Length of output: 2229

---

🏁 Script executed:

# Read the method containing the synchronized lists (approximately lines 356-450)
sed -n '356,450p' app/server/appsmith-server/src/main/java/com/appsmith/server/newactions/importable/NewActionImportableServiceCEImpl.java

Repository: appsmithorg/appsmith

Length of output: 6666

---

Remove unnecessary synchronization; the pipeline executes sequentially.

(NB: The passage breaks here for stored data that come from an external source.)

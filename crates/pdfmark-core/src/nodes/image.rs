//! Image node for embedding raster images.

use super::{NodeId, NodeTrait};
use image::RgbaImage;
use kurbo::{Point, Rect, Size};
use std::fmt;
use std::sync::Arc;
use uuid::Uuid;

/// Shared handle to a decoded RGBA bitmap.
#[derive(Clone)]
pub struct Bitmap(Arc<RgbaImage>);

impl Bitmap {
    pub fn new(image: RgbaImage) -> Self {
        Self(Arc::new(image))
    }

    /// Decode PNG, JPEG or WebP bytes.
    pub fn decode(bytes: &[u8]) -> Result<Self, image::ImageError> {
        Ok(Self::new(image::load_from_memory(bytes)?.to_rgba8()))
    }

    pub fn width(&self) -> u32 {
        self.0.width()
    }

    pub fn height(&self) -> u32 {
        self.0.height()
    }

    pub fn image(&self) -> &RgbaImage {
        &self.0
    }
}

impl fmt::Debug for Bitmap {
    fn fmt(&self, f: &mut fmt::Formatter<'_>) -> fmt::Result {
        write!(f, "Bitmap({}x{})", self.width(), self.height())
    }
}

/// Initial display size for an image of the given source size.
///
/// When either side exceeds `max`, both are scaled down so the longer side
/// equals `max`. Smaller images keep their native size; nothing is upscaled.
pub fn initial_size(source_width: f64, source_height: f64, max: f64) -> Size {
    if source_width <= max && source_height <= max {
        return Size::new(source_width, source_height);
    }
    let aspect = source_width / source_height;
    if source_width > source_height {
        Size::new(max, max / aspect)
    } else {
        Size::new(max * aspect, max)
    }
}

/// An image annotation.
#[derive(Debug, Clone)]
pub struct ImageNode {
    pub(crate) id: NodeId,
    /// Top-left corner of the unrotated box.
    pub position: Point,
    /// Display width.
    pub width: f64,
    /// Display height.
    pub height: f64,
    /// Rotation angle in radians (around center).
    pub rotation: f64,
    /// Decoded pixels.
    pub bitmap: Bitmap,
    /// Source width / source height.
    pub aspect_ratio: f64,
    /// Whether pointer drags move the node.
    pub draggable: bool,
}

impl ImageNode {
    /// Create an image node, capping its initial size at `max_initial_size`.
    pub fn new(position: Point, bitmap: Bitmap, max_initial_size: f64) -> Self {
        let source_width = f64::from(bitmap.width().max(1));
        let source_height = f64::from(bitmap.height().max(1));
        let size = initial_size(source_width, source_height, max_initial_size);
        Self {
            id: Uuid::new_v4(),
            position,
            width: size.width,
            height: size.height,
            rotation: 0.0,
            bitmap,
            aspect_ratio: source_width / source_height,
            draggable: true,
        }
    }
}

impl NodeTrait for ImageNode {
    fn id(&self) -> NodeId {
        self.id
    }

    fn bounds(&self) -> Rect {
        Rect::new(
            self.position.x,
            self.position.y,
            self.position.x + self.width,
            self.position.y + self.height,
        )
    }

    fn set_bounds(&mut self, bounds: Rect) {
        self.position = bounds.origin();
        self.width = bounds.width();
        self.height = bounds.height();
    }

    fn rotation(&self) -> f64 {
        self.rotation
    }

    fn set_rotation(&mut self, rotation: f64) {
        self.rotation = rotation;
    }

    fn is_draggable(&self) -> bool {
        self.draggable
    }
}

#[cfg(test)]
mod tests {
    use super::*;
    use image::Rgba;

    fn bitmap(width: u32, height: u32) -> Bitmap {
        Bitmap::new(RgbaImage::from_pixel(width, height, Rgba([255, 0, 0, 255])))
    }

    #[test]
    fn test_oversized_wide_image_is_capped() {
        let node = ImageNode::new(Point::new(50.0, 50.0), bitmap(800, 400), 150.0);
        assert!((node.width - 150.0).abs() < 1e-9);
        assert!((node.height - 75.0).abs() < 1e-9);
        assert!((node.aspect_ratio - 2.0).abs() < 1e-9);
    }

    #[test]
    fn test_oversized_tall_image_is_capped() {
        let size = initial_size(300.0, 900.0, 150.0);
        assert!((size.height - 150.0).abs() < 1e-9);
        assert!((size.width - 50.0).abs() < 1e-9);
    }

    #[test]
    fn test_square_oversized_image() {
        let size = initial_size(500.0, 500.0, 150.0);
        assert!((size.width - 150.0).abs() < 1e-9);
        assert!((size.height - 150.0).abs() < 1e-9);
    }

    #[test]
    fn test_one_side_over_threshold_preserves_aspect() {
        let size = initial_size(151.0, 10.0, 150.0);
        assert!((size.width - 150.0).abs() < 1e-9);
        assert!((size.width / size.height - 15.1).abs() < 1e-9);
    }

    #[test]
    fn test_small_image_is_not_upscaled() {
        let node = ImageNode::new(Point::ZERO, bitmap(100, 40), 150.0);
        assert!((node.width - 100.0).abs() < f64::EPSILON);
        assert!((node.height - 40.0).abs() < f64::EPSILON);

        let exact = initial_size(150.0, 150.0, 150.0);
        assert!((exact.width - 150.0).abs() < f64::EPSILON);
    }

    #[test]
    fn test_decode_rejects_garbage() {
        assert!(Bitmap::decode(b"not an image").is_err());
    }

    #[test]
    fn test_bitmap_debug_is_compact() {
        assert_eq!(format!("{:?}", bitmap(3, 2)), "Bitmap(3x2)");
    }
}
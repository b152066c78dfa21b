//! Server configuration from `PDFMARK_*` environment variables.

use std::env;
use std::net::SocketAddr;
use std::path::PathBuf;

/// Default upload ceiling: 100 000 KiB.
pub const DEFAULT_MAX_UPLOAD_KIB: u64 = 100_000;

#[derive(Debug, Clone)]
pub struct ServerConfig {
    /// Address the listener binds to.
    pub bind: SocketAddr,
    /// Directory that holds `pdfs/` and `annotated/`.
    pub storage_root: PathBuf,
    /// Base of the public URLs handed back to clients, without trailing `/`.
    pub public_base_url: String,
    /// Largest accepted PDF, in KiB.
    pub max_upload_kib: u64,
}

impl Default for ServerConfig {
    fn default() -> Self {
        Self {
            bind: SocketAddr::from(([0, 0, 0, 0], 3030)),
            storage_root: PathBuf::from("storage"),
            public_base_url: "http://localhost:3030".to_string(),
            max_upload_kib: DEFAULT_MAX_UPLOAD_KIB,
        }
    }
}

impl ServerConfig {
    /// Read the configuration, falling back to defaults for anything unset
    /// or unparsable.
    pub fn from_env() -> Self {
        let defaults = Self::default();
        Self {
            bind: env::var("PDFMARK_BIND")
                .ok()
                .and_then(|v| v.parse().ok())
                .unwrap_or(defaults.bind),
            storage_root: env::var("PDFMARK_STORAGE_ROOT")
                .map(PathBuf::from)
                .unwrap_or(defaults.storage_root),
            public_base_url: env::var("PDFMARK_PUBLIC_URL")
                .map(|v| v.trim_end_matches('/').to_string())
                .unwrap_or(defaults.public_base_url),
            max_upload_kib: env::var("PDFMARK_MAX_UPLOAD_KIB")
                .ok()
                .and_then(|v| v.parse().ok())
                .unwrap_or(defaults.max_upload_kib),
        }
    }

    pub fn max_upload_bytes(&self) -> usize {
        usize::try_from(self.max_upload_kib.saturating_mul(1024)).unwrap_or(usize::MAX)
    }
}

#[cfg(test)]
mod tests {
    use super::*;

    #[test]
    fn test_defaults() {
        let config = ServerConfig::default();
        assert_eq!(config.max_upload_kib, 100_000);
        assert_eq!(config.max_upload_bytes(), 102_400_000);
        assert_eq!(config.bind.port(), 3030);
    }
}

The flatMap operator without an explicit concurrency parameter processes elements sequentially (concurrency=1 by default). Items are added to freshActionList and existingNewActionList only from within the sequential flatMap closure, then passed downstream via then(Mono.defer()) after all processing completes. Synchronized lists add locking overhead without preventing any actual concurrent access. In reactive streams, avoid synchronized collections as locks can block scheduler threads and degrade performance.

🤖 Prompt for AI Agents

Verify each finding against current code. Fix only still-valid issues, skip the
rest with a brief reason, keep changes minimal, and validate.

In
`@app/server/appsmith-server/src/main/java/com/appsmith/server/newactions/importable/NewActionImportableServiceCEImpl.java`
around lines 356 - 357, Remove the unnecessary synchronized wrappers around the
lists: replace Collections.synchronizedList(new ArrayList<>()) for
freshActionList and existingNewActionList with plain ArrayList instances (e.g.,
new ArrayList<>()) in NewActionImportableServiceCEImpl where these lists are
populated inside the sequential flatMap and later used in the then(Mono.defer())
step; this removes needless locking overhead while preserving behavior because
the reactive pipeline processes elements sequentially by default.

[subrata71]

The changes look directionally correct. If we have a way to measure the performance improvement then it could have been great.

[subrata71]

Nit: What does freshActions mean here? Does it refer only to the new actions from the incoming list that will be inserted, or does it refer to the entire incoming actions list?